Nota: il filtro è un foglio da ritagliare, non un accessorio già montato: misura il diametro esterno del tuo obiettivo o telescopio, taglia un disco leggermente più grande e fissalo con un supporto (es. anello di cartone rigido) sulla parte anteriore, in modo che non possa scivolare o cadere.



3. Impostazioni e tecnica di scatto

Imposta sempre la modalità manuale: è l’unico modo per avere il pieno controllo su un soggetto così particolare e luminoso.

Parti da un diaframma intorno a f/8: è il compromesso più diffuso tra nitidezza e luminosità con il filtro solare montato.
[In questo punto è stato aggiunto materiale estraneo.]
use std::path::Path;

use crate::error::ReportResult;

// ---------------------------------------------------------------------------
// CellValue – a single cell of a sheet
// ---------------------------------------------------------------------------

/// A dynamically-typed spreadsheet cell, covering what workbooks and CSV
/// files can hold.
#[derive(Debug, Clone, PartialEq)]
pub enum CellValue {
    Text(String),
    Integer(i64),
    Float(f64),
    Bool(bool),
    /// Excel date serial (days since 1899-12-30).
    DateTime(f64),
    /// Error cell such as `#DIV/0!`, kept as its display text.
    Error(String),
    /// A formula (without the leading `=`) and the value last cached for it.
    Formula { formula: String, cached: Box<CellValue> },
    Empty,
}

impl CellValue {
    /// Coerce the cell to a temperature reading.
    ///
    /// Numbers pass through; text is trimmed and parsed with `.` as the
    /// decimal separator. Anything else, or a non-finite result, is `None`.
    pub fn as_f64(&self) -> Option<f64> {
        let value = match self {
            CellValue::Float(v) => *v,
            CellValue::Integer(i) => *i as f64,
            CellValue::Text(s) => s.trim().parse::<f64>().ok()?,
            CellValue::Formula { cached, .. } => return cached.as_f64(),
            _ => return None,
        };
        value.is_finite().then_some(value)
    }

    pub fn is_empty(&self) -> bool {
        matches!(self, CellValue::Empty)
    }
}

impl From<&str> for CellValue {
    fn from(s: &str) -> Self {
        CellValue::Text(s.to_string())
    }
}

impl From<String> for CellValue {
    fn from(s: String) -> Self {
        CellValue::Text(s)
    }
}

// ---------------------------------------------------------------------------
// TabularGrid / Sheet / Workbook
// ---------------------------------------------------------------------------

/// Rows of cells, 0-indexed. Rows may have different lengths.
pub type TabularGrid = Vec<Vec<CellValue>>;

/// One named sheet of a workbook.
#[derive(Debug, Clone, PartialEq)]
pub struct Sheet {
    pub name: String,
    pub rows: TabularGrid,
}

/// All sheets of a parsed file, in their original order.
#[derive(Debug, Clone, PartialEq)]
pub struct Workbook {
    pub sheets: Vec<Sheet>,
}

impl Workbook {
    pub fn first_sheet(&self) -> Option<&Sheet> {
        self.sheets.first()
    }

    pub fn first_sheet_mut(&mut self) -> Option<&mut Sheet> {
        self.sheets.first_mut()
    }
}

// ---------------------------------------------------------------------------
// NumericColumn – one coerced column of a grid
// ---------------------------------------------------------------------------

/// One entry per source row; `None` marks a missing or non-numeric cell.
///
/// Absent entries are never coerced to `0.0`: zero is a valid temperature.
#[derive(Debug, Clone, PartialEq, Default)]
pub struct NumericColumn {
    values: Vec<Option<f64>>,
}

impl NumericColumn {
    pub fn new(values: Vec<Option<f64>>) -> Self {
        Self { values }
    }

    /// Read column `index` of every row. Short rows yield `None`.
    pub fn from_grid(grid: &TabularGrid, index: usize) -> Self {
        let values = grid
            .iter()
            .map(|row| row.get(index).and_then(CellValue::as_f64))
            .collect();
        Self { values }
    }

    pub fn len(&self) -> usize {
        self.values.len()
    }

    pub fn is_empty(&self) -> bool {
        self.values.is_empty()
    }

    pub fn get(&self, index: usize) -> Option<f64> {
        self.values.get(index).copied().flatten()
    }

    pub fn values(&self) -> &[Option<f64>] {
        &self.values
    }

    /// Iterate over `(row_index, value)` for present entries only.
    pub fn present(&self) -> impl Iterator<Item = (usize, f64)> + '_ {
        self.values
            .iter()
            .enumerate()
            .filter_map(|(i, v)| v.map(|v| (i, v)))
    }

    pub fn present_count(&self) -> usize {
        self.present().count()
    }
}

// ---------------------------------------------------------------------------
// Uploaded files
// ---------------------------------------------------------------------------

/// How the bytes of an uploaded file are decoded.
#[derive(Debug, Clone, Copy, PartialEq, Eq)]
pub enum TabularFormat {
    /// Any workbook calamine can open (xlsx, xlsm, xlsb, xls, ods).
    Spreadsheet,
    Csv,
}

impl TabularFormat {
    /// Dispatch by extension; unknown extensions are sniffed as workbooks.
    pub fn from_file_name(name: &str) -> Self {
        let ext = Path::new(name)
            .extension()
            .and_then(|e| e.to_str())
            .unwrap_or("")
            .to_ascii_lowercase();
        match ext.as_str() {
            "csv" => TabularFormat::Csv,
            _ => TabularFormat::Spreadsheet,
        }
    }
}

/// A file supplied by the operator, fully read into memory.
#[derive(Debug, Clone)]
pub struct InputFile {
    pub name: String,
    pub bytes: Vec<u8>,
}

impl InputFile {
    pub fn new(name: impl Into<String>, bytes: Vec<u8>) -> Self {
        Self {
            name: name.into(),
            bytes,
        }
    }

    /// Read a file from disk, keeping only its file name.
    pub fn read(path: &Path) -> ReportResult<Self> {
        let bytes = std::fs::read(path)?;
        let name = path
            .file_name()
            .map(|n| n.to_string_lossy().into_owned())
            .unwrap_or_default();
        Ok(Self { name, bytes })
    }

    pub fn format(&self) -> TabularFormat {
        TabularFormat::from_file_name(&self.name)
    }
}

#[cfg(test)]
mod tests {
    use super::*;

    #[test]
    fn text_cells_are_trimmed_before_parsing() {
        assert_eq!(CellValue::from("  21.5 ").as_f64(), Some(21.5));
        assert_eq!(CellValue::from("-3").as_f64(), Some(-3.0));
    }

    #[test]
    fn non_numeric_cells_are_absent() {
        assert_eq!(CellValue::from("abc").as_f64(), None);
        assert_eq!(CellValue::from("").as_f64(), None);
        assert_eq!(CellValue::from("NaN").as_f64(), None);
        assert_eq!(CellValue::from("inf").as_f64(), None);
        assert_eq!(CellValue::Bool(true).as_f64(), None);
        assert_eq!(CellValue::Empty.as_f64(), None);
    }

    #[test]
    fn formula_cells_read_their_cached_value() {
        let cell = CellValue::Formula {
            formula: "A1*2".into(),
            cached: Box::new(CellValue::Float(42.0)),
        };
        assert_eq!(cell.as_f64(), Some(42.0));
        assert!(!cell.is_empty());
    }

    #[test]
    fn zero_is_a_present_value() {
        let grid: TabularGrid = vec![vec![CellValue::Float(0.0)], vec![CellValue::Empty]];
        let col = NumericColumn::from_grid(&grid, 0);
        assert_eq!(col.values(), &[Some(0.0), None]);
    }

    #[test]
    fn from_grid_keeps_one_entry_per_row() {
        let grid: TabularGrid = vec![
            vec![CellValue::from("t"), CellValue::from("temp")],
            vec![],
            vec![CellValue::Integer(1), CellValue::Float(20.5)],
        ];
        let col = NumericColumn::from_grid(&grid, 1);
        assert_eq!(col.len(), 3);
        assert_eq!(col.values(), &[None, None, Some(20.5)]);
        assert_eq!(col.present().collect::<Vec<_>>(), vec![(2, 20.5)]);
    }

    #[test]
    fn unreadable_path_is_an_io_failure() {
        let err = InputFile::read(Path::new("/nonexistent/rusty-thermo/log.xlsx")).unwrap_err();
        assert!(matches!(err, crate::error::ReportError::Io(_)));
    }

    #[test]
    fn format_follows_extension() {
        assert_eq!(TabularFormat::from_file_name("log.CSV"), TabularFormat::Csv);
        assert_eq!(
            TabularFormat::from_file_name("template.xlsx"),
            TabularFormat::Spreadsheet
        );
        assert_eq!(
            TabularFormat::from_file_name("no_extension"),
            TabularFormat::Spreadsheet
        );
    }
}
Mantieni l’ISO basso, tra 100 e 200, per evitare rumore digitale inutile: la luce, anche filtrata, non manca mai.

Per il tempo di scatto, con il filtro solare montato durante le fasi parziali, un buon punto di partenza è 1/500s: il valore esatto dipende dalla combinazione di densità del filtro, diaframma e ISO, quindi regola in base all’esposimetro.

Usa la misurazione spot puntata direttamente sul sole, non la misurazione media: eviti così di farti ingannare dal resto del cielo.

Fai sempre un bracketing dell’esposizione, scattando una serie a diversi tempi intorno al valore base: ti dà margine per scegliere lo scatto più equilibrato in post-produzione.

Metti a fuoco manualmente sul bordo del disco solare: l’autofocus spesso non riesce ad agganciare un soggetto così uniforme e privo di contrasto.

Per verificare la messa a fuoco, ingrandisci l’immagine in live view sullo schermo LCD prima di scattare la serie definitiva.

Imposta il bilanciamento del bianco in manuale: puoi comunque correggerlo con precisione in post-produzione partendo da un file RAW, che mantiene molto più margine di recupero rispetto a un JPEG.

Una corretta gestione del colore in post-produzione aiuta a mantenere fedeli le tonalità del cielo e del disco solare, evitando differenze indesiderate tra schermo e file finale.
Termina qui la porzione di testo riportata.